00:13:30.300 Our architecture allows our API to handle multiple ticket vendors without colliding with each other, making it easy for new developers to learn and contribute to the system. You can implement a new vendor by adhering to our standardized set of APIs that ensure a seamless integration. Thank you for your attention, and I look forward to any questions.
00:14:37.959 Now, let’s dive into Ruby middleware and how we use them in production at Trainline. We have a system that processes ticket requests across multiple carriers through a unique middleware approach.
00:14:50.900 Requests come into our system and pass through a stack of specialized middleware. This architecture is heavily influenced by Rack, where each middleware handles aspects of the request before passing it on to the next.
00:16:21.150 The entire process involves middleware calling each other until reaching a response at the top of the stack. This guarantees a responsive experience and efficiently handles multiple parallel requests to various carriers.
00:17:15.100 Next, I’d like to introduce Anna, who will share insights on property testing in Ruby.
00:17:54.320 Hi, I’m Anna! Today, I want to introduce you to property testing. Most of you are likely familiar with unit testing, right? But how do we know if we have a sufficient number of tests to thoroughly cover our code?
00:18:23.340 Unit tests often only check for specific cases, and this can lead to gaps in coverage or instances where the implementation might break without unit tests failing. For instance, if we’re testing a simple addition operation, we may think we’ve covered the edge cases, but there are always exceptions.
00:19:21.980 Property testing allows us to generate random examples to verify our code's behaviors. Instead of relying on a few test cases, we can validate properties like commutativity and associativity of addition by performing numerous randomized tests.

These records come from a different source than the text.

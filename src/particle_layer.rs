// Binds a ParticleField to a canvas that fills the viewport, keeps it sized
// on window resize and drives it from the animation loop.

use std::cell::RefCell;
use std::rc::Rc;
use web_sys::Window;

use crate::animation::{self, AnimationLoop};
use crate::canvas::CanvasSurface;
use crate::config::FieldConfig;
use crate::dom::{self, Listener};
use crate::error::Result;
use crate::field::ParticleField;

pub struct ParticleLayer {
    field: Rc<RefCell<ParticleField<CanvasSurface>>>,
    _resize: Listener,
    animation: AnimationLoop,
}

impl ParticleLayer {
    pub fn mount(window: &Window, config: FieldConfig) -> Result<ParticleLayer> {
        let document = dom::document(window)?;
        let surface = CanvasSurface::create_in(&document, &config.container_id)?;
        let (width, height) = dom::viewport_size(window)?;
        let count = config.particle_count;
        let field = ParticleField::with_rng(surface, config, width, height, &mut rand::thread_rng());
        let field = Rc::new(RefCell::new(field));
        log::info!("particle field ready: {} particles on {}x{}", count, width, height);

        let resize = {
            let field = Rc::clone(&field);
            let viewport = window.clone();
            Listener::new(window, "resize", move |_| {
                if let Ok((width, height)) = dom::viewport_size(&viewport) {
                    log::debug!("viewport resized to {}x{}", width, height);
                    field.borrow_mut().resize(width, height);
                }
            })?
        };

        let animation = animation::run(Rc::clone(&field))?;

        Ok(ParticleLayer {
            field,
            _resize: resize,
            animation,
        })
    }

    pub fn stop(&self) {
        self.animation.stop();
    }

    pub fn is_running(&self) -> bool {
        self.animation.is_running()
    }

    pub fn is_released(&self) -> bool {
        self.animation.is_released()
    }

    pub fn positions(&self) -> Vec<[f64; 2]> {
        self.field.borrow().particles().iter().map(|p| p.pos).collect()
    }

    pub fn particle_count(&self) -> usize {
        self.field.borrow().particles().len()
    }
}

00:20:01.350 For instance, we can create tests for the addition operation that ensure it behaves correctly regardless of the input parameters. This way, we’re checking for properties rather than specific values, covering more ground with fewer tests.
00:21:22.410 I encourage you to explore property testing libraries available in Ruby. One great library allows you to generate random data and seamlessly integrate property testing with testing frameworks like MiniTest and RSpec.
00:22:45.180 This approach has been used effectively in projects to enhance testing practices, ensuring our implementations are robust against a wider range of scenarios. Thank you all for your time and attention!